Among the lines of the data, copy those that hold "filename".

======== PROVIDED INFORMATION

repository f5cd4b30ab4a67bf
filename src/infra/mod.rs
// src/infra/mod.rs

pub mod config;
pub mod errors;
pub mod logger;
pub mod paths;
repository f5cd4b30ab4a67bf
// src/backend/store.rs — SQLite persistence for chat sessions

use chrono::Utc;
use rusqlite::{params, Connection, OptionalExtension, Row};
use std::collections::HashMap;
use std::path::Path;

use super::schema;
use super::title::generate_chat_title;
use super::NewMessage;
use crate::chat::types::{Message, Role, Session};
use crate::infra::errors::SparrowError;

const ACTIVE_SESSION_KEY: &str = "active_session_id";

/// Persisted sessions and their messages.
pub struct SessionStore {
    conn: Connection,
}

impl SessionStore {
    pub fn new(conn: Connection) -> Self {
        Self { conn }
    }

    /// Open (or create) the database at `path` and bring the schema up to date.
    pub fn open(path: &Path) -> anyhow::Result<Self> {
        let conn = Connection::open(path)?;
        schema::run_migrations(&conn)?;
        Ok(Self::new(conn))
    }

    pub fn open_in_memory() -> anyhow::Result<Self> {
        let conn = Connection::open_in_memory()?;
        schema::run_migrations(&conn)?;
        Ok(Self::new(conn))
    }

    // -- Sessions --

    pub fn list_sessions(&self) -> Result<HashMap<String, Session>, SparrowError> {
        let mut stmt = self.conn.prepare(
            "SELECT id, title, model_id, created_at, updated_at FROM chat_sessions",
        )?;
        let shells = stmt
            .query_map([], session_from_row)?
            .collect::<Result<Vec<_>, _>>()?;

        let mut sessions = HashMap::with_capacity(shells.len());
        for mut session in shells {
            session.messages = self.messages(&session.id)?;
            sessions.insert(session.id.clone(), session);
        }
        Ok(sessions)
    }

    pub fn get_session(&self, id: &str) -> Result<Option<Session>, SparrowError> {
        let shell = self
            .conn
            .query_row(
                "SELECT id, title, model_id, created_at, updated_at
                 FROM chat_sessions WHERE id = ?1",
                [id],
                session_from_row,
            )
            .optional()?;
        match shell {
            Some(mut session) => {
                session.messages = self.messages(id)?;
                Ok(Some(session))
            }
            None => Ok(None),
        }
    }

    fn require_session(&self, id: &str) -> Result<(), SparrowError> {
        let exists: bool = self.conn.query_row(
            "SELECT EXISTS(SELECT 1 FROM chat_sessions WHERE id = ?1)",
            [id],
            |r| r.get(0),
        )?;
        if exists {
            Ok(())
        } else {
            Err(SparrowError::SessionNotFound { id: id.to_string() })
        }
    }

    /// Insert or fully replace a session, messages included.
    pub fn save_session(&self, session: &Session) -> Result<(), SparrowError> {
        let tx = self.conn.unchecked_transaction()?;
        tx.execute(
            "INSERT INTO chat_sessions (id, title, model_id, created_at, updated_at)
             VALUES (?1, ?2, ?3, ?4, ?5)
             ON CONFLICT(id) DO UPDATE SET title = ?2, model_id = ?3, updated_at = ?5",
            params![
                session.id,
                session.title,
                session.model_id,
                session.created_at,
                session.updated_at
            ],
        )?;
        tx.execute(
            "DELETE FROM chat_messages WHERE session_id = ?1",
            [&session.id],
        )?;
        for (seq, m) in session.messages.iter().enumerate() {
            tx.execute(
                "INSERT INTO chat_messages
                 (id, session_id, seq, role, content, created_at, tokens_per_second, is_error)
                 VALUES (?1, ?2, ?3, ?4, ?5, ?6, ?7, ?8)",
                params![
                    m.id,
                    session.id,
                    seq as i64,
                    m.role.as_str(),
                    m.content,
                    m.created_at,
                    m.tokens_per_second,
                    m.is_error
                ],
            )?;
        }
        tx.commit()?;
        Ok(())
    }

    pub fn update_session(
        &self,
        id: &str,
        title: Option<&str>,
        model_id: Option<&str>,
    ) -> Result<Session, SparrowError> {
        self.require_session(id)?;
        let now = Utc::now().timestamp_millis();
        self.conn.execute(
            "UPDATE chat_sessions SET title = COALESCE(?1, title),
             model_id = COALESCE(?2, model_id), updated_at = ?3
             WHERE id = ?4",
            params![title, model_id, now, id],
        )?;
        self.get_session(id)?
            .ok_or_else(|| SparrowError::SessionNotFound { id: id.to_string() })
    }

    pub fn delete_session(&self, id: &str) -> Result<(), SparrowError> {
        self.require_session(id)?;
        let tx = self.conn.unchecked_transaction()?;
        tx.execute("DELETE FROM chat_messages WHERE session_id = ?1", [id])?;
        tx.execute("DELETE FROM chat_sessions WHERE id = ?1", [id])?;
        tx.execute(
            "DELETE FROM app_state WHERE key = ?1 AND value = ?2",
            params![ACTIVE_SESSION_KEY, id],
        )?;
        tx.commit()?;
        Ok(())
    }

    // -- Messages --

    /// Append a message; names the session after its first user message.
    pub fn append_message(
        &self,
        session_id: &str,
        message: NewMessage,
    ) -> Result<Message, SparrowError> {
        self.require_session(session_id)?;
        let message = message.into_message();

        let tx = self.conn.unchecked_transaction()?;
        let seq: i64 = tx.query_row(
            "SELECT COALESCE(MAX(seq), -1) + 1 FROM chat_messages WHERE session_id = ?1",
            [session_id],
            |r| r.get(0),
        )?;
        tx.execute(
            "INSERT INTO chat_messages
             (id, session_id, seq, role, content, created_at, tokens_per_second, is_error)
             VALUES (?1, ?2, ?3, ?4, ?5, ?6, ?7, ?8)",
            params![
                message.id,
                session_id,
                seq,
                message.role.as_str(),
                message.content,
                message.created_at,
                message.tokens_per_second,
                message.is_error
            ],
        )?;

        let current_title: String = tx.query_row(
            "SELECT title FROM chat_sessions WHERE id = ?1",
            [session_id],
            |r| r.get(0),
        )?;
        let title = if message.role == Role::User
            && current_title == crate::chat::types::PLACEHOLDER_TITLE
        {
            generate_chat_title(&message.content)
        } else {
            current_title
        };
        tx.execute(
            "UPDATE chat_sessions SET title = ?1, updated_at = ?2 WHERE id = ?3",
            params![title, message.created_at, session_id],
        )?;
        tx.commit()?;

        Ok(message)
    }

    pub fn messages(&self, session_id: &str) -> Result<Vec<Message>, SparrowError> {
        let mut stmt = self.conn.prepare(
            "SELECT id, role, content, created_at, tokens_per_second, is_error
             FROM chat_messages WHERE session_id = ?1 ORDER BY seq",
        )?;
        let rows = stmt
            .query_map([session_id], message_from_row)?
            .collect::<Result<Vec<_>, _>>()?;
        Ok(rows)
    }

    /// Messages to replay to the model: errors are UI artifacts, not turns.
    pub fn conversation_history(&self, session_id: &str) -> Result<Vec<Message>, SparrowError> {
        self.require_session(session_id)?;
        Ok(self
            .messages(session_id)?
            .into_iter()
            .filter(|m| !m.is_error)
            .collect())
    }

    // -- Active session --

    pub fn set_active_session(&self, id: Option<&str>) -> Result<(), SparrowError> {
        match id {
            Some(id) => {
                self.require_session(id)?;
                self.conn.execute(
                    "INSERT INTO app_state (key, value) VALUES (?1, ?2)
                     ON CONFLICT(key) DO UPDATE SET value = ?2",
                    params![ACTIVE_SESSION_KEY, id],
                )?;
            }
            None => {
                self.conn.execute(
                    "DELETE FROM app_state WHERE key = ?1",
                    [ACTIVE_SESSION_KEY],
                )?;
            }
        }
        Ok(())
    }

    pub fn active_session_id(&self) -> Result<Option<String>, SparrowError> {
        let id = self
            .conn
            .query_row(
                "SELECT value FROM app_state WHERE key = ?1",
                [ACTIVE_SESSION_KEY],
                |r| r.get(0),
            )
            .optional()?;
        Ok(id)
    }
}

fn session_from_row(row: &Row<'_>) -> rusqlite::Result<Session> {
    Ok(Session {
        id: row.get(0)?,
        title: row.get(1)?,
        model_id: row.get(2)?,
        created_at: row.get(3)?,
        updated_at: row.get(4)?,
        messages: Vec::new(),
    })
}

fn message_from_row(row: &Row<'_>) -> rusqlite::Result<Message> {
    let role: String = row.get(1)?;
    let role = Role::parse(&role).ok_or_else(|| {
        rusqlite::Error::InvalidColumnType(1, "role".into(), rusqlite::types::Type::Text)
    })?;
    Ok(Message {
        id: row.get(0)?,
        role,
        content: row.get(2)?,
        created_at: row.get(3)?,
        is_streaming: false,
        tokens_per_second: row.get(4)?,
        is_error: row.get(5)?,
    })
}
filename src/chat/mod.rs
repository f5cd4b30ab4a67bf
// src/chat/mod.rs — Streaming response assembly and session reconciliation

pub mod assembler;
pub mod dedup;
pub mod finalizer;
pub mod notification;
pub mod reconciler;
pub mod segment;
pub mod subscription;
pub mod types;
pub mod view;

pub use notification::{Notification, NotificationLevel};
pub use view::ChatView;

================

**ANSWER TO THIS EXERCISE:**
filename src/infra/mod.rs
filename src/chat/mod.rs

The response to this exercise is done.